Abhängigkeit vom Staat

von meineMeinung
Abhängigkeit vom Staat in Form von staatlichen Jobs, staatlichen Subventionen (Kindergeld, Stipendien, usw.) Sozialhilfe oder IV/AHV-Renten, gibt es auch im gegenwärtigen System. Das Grundeinkommen würde vielen Menschen aber doch mehr Freiheit und Selbstbestimmung bringen. Und in der Wirtschaft glaube ich, würden vor allem die KMU's profitieren, wenn sie weniger Löhne zahlen müssten (was mit dem Grundeinkommen ausgeglichen wäre). Meiner Meinung nach wäre ein bedingungsloses Grundeinkommen sehr nützlich.       
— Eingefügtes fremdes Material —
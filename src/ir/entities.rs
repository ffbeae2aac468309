//! Gantry IR entity references.
//!
//! Nodes reference other entities of the enclosing procedure graph. These
//! references are not Rust references but structs wrapping a `u32` index
//! into a table in the [`Graph`](super::Graph) main data structure, both for
//! compactness and because the graph is freely mutated while references are
//! held. There is a separate index type per entity so we don't lose type
//! safety.

use crate::entity::entity_impl;

/// An opaque reference to a value-producing node in a
/// [`Graph`](super::Graph).
///
/// While the order is stable, it is arbitrary and carries no scheduling
/// meaning.
#[derive(Copy, Clone, PartialEq, Eq, Hash, PartialOrd, Ord)]
pub struct Node(u32);
entity_impl!(Node, "n");

/// An opaque reference to a control-flow region of a
/// [`Graph`](super::Graph).
///
/// Blocks form a tree under the dominator relation computed by
/// [`DominatorTree`](crate::dominator_tree::DominatorTree). The first block
/// created in a graph is its start block.
#[derive(Copy, Clone, PartialEq, Eq, Hash, PartialOrd, Ord)]
pub struct Block(u32);
entity_impl!(Block, "block");

/// An opaque reference to a natural loop discovered by
/// [`LoopAnalysis`](crate::loop_analysis::LoopAnalysis).
#[derive(Copy, Clone, PartialEq, Eq, Hash, PartialOrd, Ord)]
pub struct Loop(u32);
entity_impl!(Loop, "loop");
Gutes oder böses Grundeinkommen?

von Silvan
Wie oben bereits kommentiert macht uns ein bedingungsloses Grundeinkommen nicht mehr oder weniger abhängig als bestehende Sozialleistungen. Und wer sich mit einem Grundeinkommen tatsächlich unfrei oder gar gefesselt fühlt, kann ja einfach darauf verzichten. Es ist m.E nicht eine Frage ob es uns frei oder gefesselt macht, sondern welches bedingungslose Grundeinkommen wir haben wollen und welches wir als Souverän entscheiden einzuführen. Wird ein zwangsverordnetes Grundeinkommen mit neoliberalen  Ansätzen (unter Existenzminimum und Streichung alles andern Sozialleistungen) in womöglich reiner digitaler Auszahlung eingeführt werden, so sehe ich die Unfreiheit auch und es wäre der grösste Rückschlag der sozialen Gesellschaft hierzulande. Wenn wir uns im Gegenzug ein bedingungsloses Grundeinkommen vorstellen und einführen würden, dass uns den Arbeitszwang nimmt und uns die Freiheiten gibt so tätig zu sein, wie wir es gerne wollen, dann könnte das eine grosse Möglichkeit schaffen und die Menschheit ein Stück zufriedener und glücklicher machen. Ich beobachte mit Sorge, dass bei Grundeinkommens Befürwortern, bedingt durch die Pandemie, nun plötzlich eine Ablehnung der Idee aufgekommen ist. Wenn die Idee missbraucht wird oder es Pläne gibt, die Idee zu missbrauchen, dann sollten wir doch diese Leute, diese Pläne und diese Vorhaben verurteilen und nicht die Idee per se! Und wenn das Vertrauen in den Staat und die Machthaber*innen geschmolzen ist. dann sollten wir uns doch darum bemühen einen solchen Staat wieder aufzubauen und mit «leaders» zu bestücken, die wir uns für unsere Zukunft wünschen, anstelle gute Ideen zu verurteilen und zu bekämpfen?! Ich bin seit 2015 aktiv hier in der Schweiz an diesem Thema dran, führe einen Verein der den Zweck hat ein tolles Grundeinkommen für uns alle zu generieren, bin Mit-Initiant von Ting und haben geholfen die Initiativen in ZH, BE und LU zu lancieren. Und ich kann euch allen versichern, das mache ich nicht, um euch zu versklaven oder um es den neoliberalen Vollidioten da draussen zu überlassen.  Ein etwas trauriger Grundeinkommens-Aktivist lässt grüssen.